ICANN logoICANN is moving to expand its presence in Africa, announcing plans to move ahead immediately with six new ICANN representatives on the African continent and a push to increase five-fold to 25 the number of registrars on the continent in two years.

But the latter move is facing resistance by existing registrars, who in part naturally want to protect their own businesses but also see a number of other issues that are important to increasing domain name registrations. But as Africa expands economically and more people go online, the number of registered domain names in Africa will also increase.
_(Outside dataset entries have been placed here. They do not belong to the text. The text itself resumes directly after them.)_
//! Scripted store double for unit tests.

use std::collections::HashMap;
use std::sync::atomic::{AtomicUsize, Ordering};
use std::sync::Mutex;

use async_trait::async_trait;

use super::error::{Result, StoreError};
use super::store::SecretStore;
use super::types::{RandomValueSpec, SecretDescription, SecretString, SecretValue, VersionStage};

#[derive(Clone)]
pub(crate) enum Reply {
    Value(SecretValue),
    NotFound,
    Fail(&'static str),
}

impl Reply {
    pub(crate) fn value(value: &str) -> Self {
        Reply::Value(SecretValue::new(value))
    }
}

/// Store whose answers are scripted per stage. Unscripted stages are NotFound.
#[derive(Default)]
pub(crate) struct ScriptedStore {
    replies: Mutex<HashMap<VersionStage, Reply>>,
    description: Mutex<Option<SecretDescription>>,
    gets: Mutex<Vec<(VersionStage, Option<String>)>>,
    pub(crate) puts: Mutex<Vec<(Option<String>, Vec<VersionStage>, String)>>,
    pub(crate) updates: Mutex<Vec<(VersionStage, String, Option<String>)>>,
    describes: AtomicUsize,
    generates: AtomicUsize,
}

impl ScriptedStore {
    pub(crate) fn new() -> Self {
        Self::default()
    }

    pub(crate) fn reply(self, stage: VersionStage, reply: Reply) -> Self {
        self.set_reply(stage, reply);
        self
    }

    pub(crate) fn set_reply(&self, stage: VersionStage, reply: Reply) {
        self.replies.lock().unwrap().insert(stage, reply);
    }

    pub(crate) fn describe(self, description: SecretDescription) -> Self {
        *self.description.lock().unwrap() = Some(description);
        self
    }

    pub(crate) fn get_calls(&self) -> usize {
        self.gets.lock().unwrap().len()
    }

    pub(crate) fn get_calls_for(&self, stage: VersionStage) -> usize {
        self.gets.lock().unwrap().iter().filter(|(s, _)| *s == stage).count()
    }

    pub(crate) fn requested_versions(&self) -> Vec<(VersionStage, Option<String>)> {
        self.gets.lock().unwrap().clone()
    }

    pub(crate) fn put_calls(&self) -> usize {
        self.puts.lock().unwrap().len()
    }

    pub(crate) fn update_calls(&self) -> usize {
        self.updates.lock().unwrap().len()
    }

    pub(crate) fn describe_calls(&self) -> usize {
        self.describes.load(Ordering::SeqCst)
    }

    pub(crate) fn generate_calls(&self) -> usize {
        self.generates.load(Ordering::SeqCst)
    }

    pub(crate) fn total_calls(&self) -> usize {
        self.get_calls()
            + self.put_calls()
            + self.update_calls()
            + self.describe_calls()
            + self.generate_calls()
    }
}

#[async_trait]
impl SecretStore for ScriptedStore {
    async fn get_secret_value(
        &self,
        secret_id: &str,
        stage: VersionStage,
        version_id: Option<&str>,
    ) -> Result<SecretValue> {
        self.gets.lock().unwrap().push((stage, version_id.map(str::to_string)));
        let reply = self.replies.lock().unwrap().get(&stage).cloned().unwrap_or(Reply::NotFound);
        match reply {
            Reply::Value(value) => Ok(value),
            Reply::NotFound => Err(StoreError::not_found(secret_id)),
            Reply::Fail(message) => Err(StoreError::connection_failed(message)),
        }
    }

    async fn put_secret_value(
        &self,
        _secret_id: &str,
        version_id: Option<&str>,
        stages: &[VersionStage],
        value: &SecretString,
    ) -> Result<()> {
        self.puts.lock().unwrap().push((
            version_id.map(str::to_string),
            stages.to_vec(),
            value.expose_secret().to_string(),
        ));
        Ok(())
    }

    async fn describe_secret(&self, secret_id: &str) -> Result<SecretDescription> {
        self.describes.fetch_add(1, Ordering::SeqCst);
        self.description.lock().unwrap().clone().ok_or_else(|| StoreError::not_found(secret_id))
    }

    async fn update_secret_version_stage(
        &self,
        _secret_id: &str,
        stage: VersionStage,
        move_to: &str,
        remove_from: Option<&str>,
    ) -> Result<()> {
        self.updates.lock().unwrap().push((stage, move_to.to_string(), remove_from.map(str::to_string)));
        Ok(())
    }

    async fn generate_random_value(&self, spec: &RandomValueSpec) -> Result<SecretString> {
        self.generates.fetch_add(1, Ordering::SeqCst);
        Ok(SecretString::new("g".repeat(spec.length)))
    }
}
//! Secret storage, caching, authorization and rotation.
//!
//! # Architecture
//!
//! Everything talks to the remote store through the [`SecretStore`] trait:
//! - **get_secret_value**: fetch the version holding a stage
//! - **put_secret_value**: store a new version under stage labels
//! - **describe_secret**: rotation flag and version-to-stage mapping
//! - **update_secret_version_stage**: move a stage between versions
//! - **generate_random_value**: produce a fresh secret value
//!
//! On top of it sit two independent consumers:
//! - [`DefaultAuthorizer`] checks presented values, backed by a
//!   [`SecretCache`] that rate limits store calls and remembers rejections
//! - [`DefaultRotator`] drives the create/set/test/finish rotation protocol
//!
//! # Supported Backends
//!
//! - **In-memory**: development and tests ([`InMemorySecretStore`])
//! - **AWS Secrets Manager**: behind the `aws` feature

pub mod authorizer;
pub mod cache;
pub mod error;
pub mod memory;
pub mod rotator;
pub mod store;
pub mod types;

#[cfg(feature = "aws")]
pub mod aws;

#[cfg(test)]
pub(crate) mod testing;

pub use authorizer::{
    Authorization, Authorizer, AuthorizerConfig, DefaultAuthorizer, DEFAULT_COOL_DOWN_PERIOD,
    DEFAULT_GRACE_PERIOD,
};
pub use cache::{CacheView, CleanupHook, SecretCache, SecretSnapshot, DEFAULT_CLEAR_INTERVAL};
pub use error::{AuthError, BoxError, RotationError, StoreError};
pub use memory::{CallCounts, InMemorySecretStore};
pub use rotator::{DefaultRotator, Rotator, SecretApplier, SecretTester};
pub use store::SecretStore;
pub use types::{RandomValueSpec, SecretDescription, SecretString, SecretValue, VersionStage};

#[cfg(feature = "aws")]
pub use aws::AwsSecretsManagerStore;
“It’s a good move,” Nii Quaynor, chair of the board of trustees of the Internet Society (ISOC) Ghana Chapter, a nonprofit organisation that promotes Internet use and access, told IDG in an email Tuesday commenting on ICANN’s initiative. “ICANN is investing in proving better service and presence in the region where it’s not been active.”

However, ICANN’s focus on the increase of accredited registrars is not the only way to go, he said. “I’ll tell you exactly what I told Mr. Chehadé regarding increasing the number of ICANN Accredited Registrars in Africa: Domain names are not drugs, it’s not by increasing the number of dealers that we’ll have more domain names in the region,” Hamza Aboulfeth, CEO of the Moroccan ICANNA accredited registrar Genious Communications, again according to IDG.

Cost is another issue that hampers the domain-name business. Moroccan hosting companies for example often choose to host outside of the country due to the high costs of bandwidth in the country, Aboulfeth told IDG. “We are talking about more than $200 per Mbit and $2 per Mbit in Canada, for instance,” he said.

“This way, even if we host local websites they are still considered an outside content website. So we need to be able to use our local infrastructure for our hosting needs,” Aboulfeth said, adding that this is something local ISPs need to deal with.

Announcing the decision though Chehadé was upbeat.

“ICANN used to say if you want to participate in Internet governance come to ICANN,” said Chehadé. “We’ve changed that, now ICANN is coming to the stakeholders. We’re not waiting for you to come. We’re coming to you.”

The comments from Chehadé and the announcement came during the Africa Multi-stakeholder Internet Governance meeting in Addis Ababa, Ethiopia. The two-day meeting ended Friday after drawing Internet leaders from across the continent.

“We will have ICANN staff, at least one, in each of the 6 regions of Africa. North, South, East, West, Central and the Indian Ocean,” said Chehadé. “I want African on-ramps into the ICANN structures. I will give you the on-ramps, but you need to climb them.”

The ICANN leader also said he would like to see a dramatic increase in the number of accredited Domain Name Registrars on the African continent. Currently there are only five accredited Registrars in Africa among more than one thousand worldwide, but Chehadé said he wants to see that number increase five-fold in less than two years.

“This is about us moving the needle forward. Africa will not wait,” said Chehadé.

The two-day event in Addis Ababa was attended by some two hundred people, including Ministers and other government representatives, leaders from the African business community, civil society and from ICANN structures in Africa; AFTLD and AFRALO.

The multi-stakeholder IG event was co-organized by the African Union, ISOC-Africa, AFRINIC and the African IGF. It was preceded by a two-day workshop about the development of the DNS Industry in Africa.

During the event the implementation of an African Strategy for better engagement in Africa was discussed in detail. This strategy was prepared by representatives from the African community last summer and announced during the ICANN meeting in Toronto in October. Fadi Chehadé reiterated ICANN’s commitment to help implement the three-year strategy in coordination with our global and regional partners in Africa.